Investigating Charged Objects
Materials
transparent tape, metric ruler, scissors
Procedure
Cut two 10-cm pieces of tape. Fold over 1 cm of tape at one end of each piece of tape to form a “handle.”
Hold the pieces of tape by their folded ends so that they are hanging straight down. Then, without letting the pieces of tape touch, slowly bring their sticky sides close together. Record your observations.
Place one piece of tape on a clean surface with the sticky side facing down.
Place the second piece, sticky side down, directly over the first piece, as shown. Press down firmly so the pieces stick together.
Remove the joined strips from the table. Slowly peel the strips apart.
Bring the separated strips close together without touching. Record your observations.
Analyze and Conclude
Drawing Conclusions What can you conclude about the charges on the two pieces of tape after they are separated?
Inferring What other objects have you observed that became charged?
When some materials are rubbed, they gain the ability to attract or repel other materials. Glass and the amber in Figure 4 have this property. Based on their behavior, such materials are said to have either a positive or a negative electric charge. Objects with like charges repel, or push apart. Objects with opposite charges attract, or pull together.
Some charged particles can flow from one location to another. A flow of charged particles is called an electric current. When you turn on an appliance such as a hair dryer, a current flows from the wall socket through the appliance. Joseph John Thomson (1856–1940), better known as J. J. Thomson, used an electric current to learn more about atoms.

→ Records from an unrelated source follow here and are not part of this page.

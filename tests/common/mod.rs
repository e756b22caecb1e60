#![allow(dead_code)]

use anyhow::{bail, Result};
use async_trait::async_trait;
use std::collections::HashMap;
use std::sync::atomic::{AtomicUsize, Ordering};
use std::sync::Arc;

use lca_engine::domain::{
    AllocationFactor, CalcExchange, CalcImpactFactor, ImpactId, Parameter, ParameterContext, ProcessId,
    ProviderInfo,
};
use lca_engine::solver::DenseSolver;
use lca_engine::source::{InMemorySource, MatrixCache, MatrixSource};
use lca_engine::SystemCalculator;

pub const TOLERANCE: f64 = 1e-10;

pub fn calculator(source: impl MatrixSource + 'static) -> SystemCalculator {
    SystemCalculator::new(Arc::new(MatrixCache::new(Arc::new(source))), Arc::new(DenseSolver))
}

pub fn assert_close(actual: f64, expected: f64) {
    assert!(
        (actual - expected).abs() < TOLERANCE,
        "expected {expected}, got {actual}"
    );
}

/// Wraps an [`InMemorySource`] and fails exchange fetches that include the
/// given process, a limited number of times.
pub struct FlakySource {
    inner: InMemorySource,
    failing_process: ProcessId,
    failures_left: AtomicUsize,
}

impl FlakySource {
    pub fn new(inner: InMemorySource, failing_process: ProcessId, failures: usize) -> Self {
        Self {
            inner,
            failing_process,
            failures_left: AtomicUsize::new(failures),
        }
    }

    pub fn always_failing(inner: InMemorySource, failing_process: ProcessId) -> Self {
        Self::new(inner, failing_process, usize::MAX)
    }
}

#[async_trait]
impl MatrixSource for FlakySource {
    async fn providers(&self) -> Result<Vec<ProviderInfo>> {
        self.inner.providers().await
    }

    async fn exchanges(&self, processes: &[ProcessId]) -> Result<HashMap<ProcessId, Vec<CalcExchange>>> {
        if processes.contains(&self.failing_process) {
            let left = self.failures_left.load(Ordering::SeqCst);
            if left > 0 {
                if left != usize::MAX {
                    self.failures_left.store(left - 1, Ordering::SeqCst);
                }
                bail!("connection reset while loading process {}", self.failing_process);
            }
        }
        self.inner.exchanges(processes).await
    }

    async fn impact_factors(&self, impacts: &[ImpactId]) -> Result<HashMap<ImpactId, Vec<CalcImpactFactor>>> {
        self.inner.impact_factors(impacts).await
    }

    async fn parameters(&self, contexts: &[ParameterContext]) -> Result<Vec<Parameter>> {
        self.inner.parameters(contexts).await
    }

    async fn allocation_factors(
        &self,
        processes: &[ProcessId],
    ) -> Result<HashMap<ProcessId, Vec<AllocationFactor>>> {
        self.inner.allocation_factors(processes).await
    }
}
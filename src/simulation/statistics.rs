use serde::{Deserialize, Serialize};
use statrs::statistics::{Data, Distribution, Max, Median, Min, OrderStatistics};

/// Summary of the values one result quantity took over all iterations.
#[derive(Debug, Clone, Copy, PartialEq, Serialize, Deserialize)]
pub struct ResultStatistics {
    pub count: usize,
    pub mean: f64,
    /// Sample standard deviation; 0 with fewer than two values.
    pub std_dev: f64,
    pub min: f64,
    pub max: f64,
    pub median: f64,
    pub percentile_5: f64,
    pub percentile_95: f64,
}

impl ResultStatistics {
    /// `None` for an empty series.
    pub fn of(values: Vec<f64>) -> Option<Self> {
        if values.is_empty() {
            return None;
        }
        let count = values.len();
        let mut data = Data::new(values);
        Some(Self {
            count,
            mean: data.mean().unwrap_or(0.0),
            std_dev: data.std_dev().filter(|s| s.is_finite()).unwrap_or(0.0),
            min: data.min(),
            max: data.max(),
            median: data.median(),
            percentile_5: data.percentile(5),
            percentile_95: data.percentile(95),
        })
    }
}

#[cfg(test)]
mod tests {
    use super::*;

    #[test]
    fn test_statistics_of_series() {
        let values: Vec<f64> = (1..=100).map(f64::from).collect();
        let stats = ResultStatistics::of(values).unwrap();
        assert_eq!(stats.count, 100);
        assert!((stats.mean - 50.5).abs() < 1e-9);
        assert_eq!(stats.min, 1.0);
        assert_eq!(stats.max, 100.0);
        assert!((stats.median - 50.5).abs() < 1e-9);
        assert!(stats.percentile_5 > 4.0 && stats.percentile_5 < 6.0);
        assert!(stats.percentile_95 > 95.0 && stats.percentile_95 < 97.0);
        assert!(stats.std_dev > 28.0 && stats.std_dev < 30.0);
    }

    #[test]
    fn test_single_value() {
        let stats = ResultStatistics::of(vec![3.0]).unwrap();
        assert_eq!(stats.mean, 3.0);
        assert_eq!(stats.std_dev, 0.0);
        assert_eq!(stats.percentile_95, 3.0);
        assert!(ResultStatistics::of(Vec::new()).is_none());
    }
}
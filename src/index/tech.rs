use std::collections::HashMap;

use super::OrderedIndex;
use crate::domain::{LinkKey, ProcessId, Provider};

/// Maps the providers of a product system to the rows and columns of the
/// technology matrix, and records which provider supplies which exchange.
#[derive(Debug, Clone)]
pub struct TechIndex {
    reference: Provider,
    demand: f64,
    providers: OrderedIndex<Provider>,
    links: HashMap<LinkKey, Provider>,
}

impl TechIndex {
    /// Creates an index with the reference provider at slot 0.
    pub fn new(reference: Provider, demand: f64) -> Self {
        let mut providers = OrderedIndex::new();
        providers.put(reference);
        Self { reference, demand, providers, links: HashMap::new() }
    }

    pub fn reference(&self) -> Provider {
        self.reference
    }

    pub fn demand(&self) -> f64 {
        self.demand
    }

    pub fn set_demand(&mut self, demand: f64) {
        self.demand = demand;
    }

    pub fn put(&mut self, provider: Provider) -> usize {
        self.providers.put(provider)
    }

    /// Records the link and adds the provider to the index.
    pub fn put_link(&mut self, exchange: LinkKey, provider: Provider) -> usize {
        self.links.insert(exchange, provider);
        self.providers.put(provider)
    }

    pub fn index_of(&self, provider: &Provider) -> Option<usize> {
        self.providers.get(provider)
    }

    pub fn provider_at(&self, slot: usize) -> Option<Provider> {
        self.providers.at(slot).copied()
    }

    pub fn contains(&self, provider: &Provider) -> bool {
        self.providers.contains(provider)
    }

    pub fn link_of(&self, exchange: &LinkKey) -> Option<Provider> {
        self.links.get(exchange).copied()
    }

    pub fn is_linked(&self, exchange: &LinkKey) -> bool {
        self.links.contains_key(exchange)
    }

    pub fn links(&self) -> impl Iterator<Item = (&LinkKey, &Provider)> {
        self.links.iter()
    }

    pub fn has_links(&self) -> bool {
        !self.links.is_empty()
    }

    pub fn size(&self) -> usize {
        self.providers.len()
    }

    pub fn providers(&self) -> &[Provider] {
        self.providers.keys()
    }

    /// Distinct process ids in slot order.
    pub fn process_ids(&self) -> Vec<ProcessId> {
        let mut ids = Vec::with_capacity(self.size());
        for provider in self.providers.keys() {
            if !ids.contains(&provider.process_id) {
                ids.push(provider.process_id);
            }
        }
        ids
    }

    /// All providers of the given process (more than one for multi-output
    /// processes).
    pub fn providers_of(&self, process_id: ProcessId) -> Vec<Provider> {
        self.providers
            .keys()
            .iter()
            .filter(|p| p.process_id == process_id)
            .copied()
            .collect()
    }
}
use serde::{Deserialize, Serialize};

use super::parameter::ParameterRedef;
use super::types::{
    AllocationMethod, ExchangeId, FlowId, LocationId, ProcessId, ProcessType, Provider,
};

/// A persisted, explicit link of a product system: the exchange of the
/// consuming process is supplied by the given provider.
#[derive(Debug, Clone, Copy, PartialEq, Eq, Hash, Serialize, Deserialize)]
pub struct ProcessLink {
    pub provider_id: ProcessId,
    pub flow_id: FlowId,
    pub process_id: ProcessId,
    pub exchange_id: ExchangeId,
}

impl ProcessLink {
    pub fn provider(&self) -> Provider {
        Provider::new(self.provider_id, self.flow_id)
    }
}

/// Read-only snapshot of a product system definition.
#[derive(Debug, Clone, PartialEq, Serialize, Deserialize)]
pub struct ProductSystem {
    pub id: i64,
    pub reference: Provider,
    pub demand: f64,
    #[serde(default)]
    pub links: Vec<ProcessLink>,
    #[serde(default)]
    pub parameter_redefs: Vec<ParameterRedef>,
}

impl ProductSystem {
    pub fn new(id: i64, reference: Provider, demand: f64) -> Self {
        Self { id, reference, demand, links: Vec::new(), parameter_redefs: Vec::new() }
    }

    pub fn with_link(mut self, link: ProcessLink) -> Self {
        self.links.push(link);
        self
    }
}

/// One row of the provider table: who can supply which flow.
#[derive(Debug, Clone, Copy, PartialEq, Serialize, Deserialize)]
pub struct ProviderInfo {
    pub provider: Provider,
    pub process_type: ProcessType,
    pub location_id: Option<LocationId>,
}

impl ProviderInfo {
    pub fn new(provider: Provider) -> Self {
        Self { provider, process_type: ProcessType::UnitProcess, location_id: None }
    }
}

/// Allocation factor of a multi-output process for one of its products.
/// Causal factors additionally name the exchange they apply to.
#[derive(Debug, Clone, Copy, PartialEq, Serialize, Deserialize)]
pub struct AllocationFactor {
    pub process_id: ProcessId,
    pub product_id: FlowId,
    pub method: AllocationMethod,
    pub value: f64,
    pub exchange_id: Option<ExchangeId>,
}

impl AllocationFactor {
    pub fn new(process_id: ProcessId, product_id: FlowId, method: AllocationMethod, value: f64) -> Self {
        Self { process_id, product_id, method, value, exchange_id: None }
    }

    pub fn causal(process_id: ProcessId, product_id: FlowId, exchange_id: ExchangeId, value: f64) -> Self {
        Self {
            process_id,
            product_id,
            method: AllocationMethod::Causal,
            value,
            exchange_id: Some(exchange_id),
        }
    }
}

Figure 4 Amber is the hardened form of a sticky, viscous liquid that protects trees from insects and disease. If amber is rubbed with wool, it becomes charged and can attract a feather.
Predicting What will happen to the feather if the amber loses its charge?
Thomson used a device like the one shown in Figure 5A. At the center of the device is a sealed glass tube from which most of the air has been removed. There is a metal disk at each end of the tube. Wires connect the metal disks to a source of electric current. When the current is turned on, one disk becomes negatively charged and the other disk becomes positively charged. A glowing beam appears in the space between the disks.
Thomson hypothesized that the beam was a stream of charged particles that interacted with the air in the tube and caused the air to glow. In one experiment Thomson did to test his hypothesis, he placed a pair of charged metal plates on either side of the glass tube, as shown in Figure 5B. The plates caused the beam to deflect, or bend, from its straight path. Thomson observed that the beam was repelled by the negatively charged plate and attracted by the positively charged plate.